Benim kızım ve evlatlarımın manevi duyguları oldukça yüksekti. Rabbimin rızası istikametinde yaşamaya çalışırdı. Yangın esnasında bir kez olsun bağırdığını duymadım. ‘Anne yapacak bir şey görünmüyor, hakkınızı helal edin.’ dedi. Sadece ortanca torunum biraz yanından ayrılmıştı, ‘Selim buraya gel’ dediğini duydum. Önce görüntülü aradık ama dumandan hiçbir şey görmedik.
"DEZENFORMASYONLARI GÖRDÜK, KONUŞMAK İSTEDİM"
Medyayı takip etmememize rağmen kulağımıza gelen bir şeyler oldu. Yangından sonra bazı dezenformasyonları gördük. Bunlar yanlış anlaşılıyor. Kanaldaki arkadaşımız beni aradığında, 'Ben İstanbul'a geldiğimde görüşelim.' dedim. Sanki bizim ağzımızdan çıkmış gibi bazı yerlerde bazı haberlerin olduğunu gördük. "Canlı yayın olursa çıkarım, sözlerimiz çarpıtılıyor." dedim. Bu işlerin siyasi malzeme yapılmasında da sıkıntı çıkıyor. Bizler kendi acımızı yaşayalım diye düşündüm. Bu konuda ihmaller var belli sorumlu insanlar var. Yasal soruşturmaların devam ettiğini söylediler, gerekli kararların alındığı söyleniyor. Ben onlarla ilgilenmiyorum. Neticede orada yapılanlar evlatlarımı geri getirmiyor, inşallah onların isimlerini onlara yakışır şekilde vakıf kurmak gibi hatıratlarını yaşatmaya çalışacağız.
Sağolsun Cumhurbaşkanımız cenazemize geldiler. Özgür Özel Bey de Ali Babacan gibi siyasi liderler de geldi. Acımızı paylaşmaya çalıştılar.
"EN ÜZÜLDÜĞÜM ŞEY..."
(Siz mi teşhis ettiniz?) Hayır. 2 kat aşağıda kalan evlatlarımızı bizim yeğenlerimiz var doktor olanlar. Onlar Adli Tıp'a gittiler, oraya gelenleri, 2 evladımızı doktor evladımız ve eczacı kızımızı teşhis edebildiler. Bolu'da teşhis ettiler. Kızım, damadım ve 4 torunum maalesef Adli Tıp'ta Ankara'ya gitti. Teşhisleri ertesi gün ancak yapılabildi. İçişleri Bakanımız ve Cumhurbaşkanımız takip edebilmiş. Cenazeye yetişmeleri için torunlarımdan 3'ü helikopterle geldi.

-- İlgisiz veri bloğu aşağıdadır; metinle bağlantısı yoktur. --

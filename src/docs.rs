// src/docs.rs

use utoipa::OpenApi;
use crate::handlers;
use crate::models;

#[derive(OpenApi)]
#[openapi(
    info(title = "InovaTech Painel", description = "BFF do painel administrativo da InovaTech"),
    paths(
        // --- Auth ---
        handlers::auth::login_page,
        handlers::auth::login,
        handlers::auth::signup,
        handlers::auth::check_cnpj,
        handlers::auth::reset_password,
        handlers::auth::onboarding,
        handlers::auth::logout,
        handlers::auth::profile,

        // --- Dashboard ---
        handlers::dashboard::get_dashboard,
        handlers::dashboard::live_updates,
        handlers::dashboard::unmount_dashboard,
        handlers::dashboard::update_filters,
        handlers::dashboard::view_as,
        handlers::dashboard::simulate,
        handlers::dashboard::export_csv,
        handlers::dashboard::export_series,
        handlers::dashboard::export_pdf,
        handlers::dashboard::campaigns,

        // --- Admin ---
        handlers::admin::list_cnpjs,
        handlers::admin::register_cnpj,
        handlers::admin::approve_cnpj,
        handlers::admin::list_users,
        handlers::admin::create_user,
        handlers::admin::update_user,
        handlers::admin::delete_user,
        handlers::admin::seed_more,
        handlers::admin::restaurants,
    ),
    components(
        schemas(
            // --- Auth ---
            models::auth::Role,
            models::auth::LoginPayload,
            models::auth::SignupPayload,
            models::auth::ResetPasswordPayload,
            models::auth::LoginView,
            models::auth::LoginOutcome,
            models::auth::FlowOutcome,
            models::auth::ProfileView,

            // --- CNPJ ---
            models::cnpj::CnpjStatus,
            models::cnpj::CnpjRequestPayload,
            models::cnpj::CnpjCheckPayload,
            models::cnpj::CnpjStatusView,
            models::cnpj::CnpjEntry,
            models::cnpj::ApprovePayload,

            // --- Users ---
            models::users::UserRecord,
            models::users::UserForm,

            // --- DASHBOARD ---
            models::dashboard::FilterOptions,
            models::dashboard::DashboardQuery,
            models::dashboard::FilterUpdate,
            models::dashboard::ViewAsPayload,
            models::dashboard::SeriesPoint,
            models::dashboard::TopItem,
            models::dashboard::StackedSeries,
            models::dashboard::Alert,
            models::dashboard::Phase,
            models::dashboard::TopRestaurant,
            models::dashboard::LocationPerformance,
            models::dashboard::AdminOverview,
            models::dashboard::DashboardView,
            models::dashboard::SimulationPayload,
            models::dashboard::SimulationView,
            models::dashboard::SeedPayload,
        )
    ),
    tags(
        (name = "Auth", description = "Login, cadastro, senha e onboarding de CNPJ"),
        (name = "Dashboard", description = "Painel ao vivo, simulador e exportações"),
        (name = "Admin", description = "Whitelist de CNPJ, usuários e operação")
    )
)]
pub struct ApiDoc;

En çok üzüldüğüm, zoruma giden... Birçok yakınım daha önce hayatını kaybetmişti. Son anda mutlaka kefenlerini açıp, samimiyetim varsa mutlaka bakmış, öpmüşümdür. Evlatlarımın 5 tanesinin cenazesini ben toprağa verdim. Ama yüzlerini açamadım. Bunlardan dolayı üzgünüz."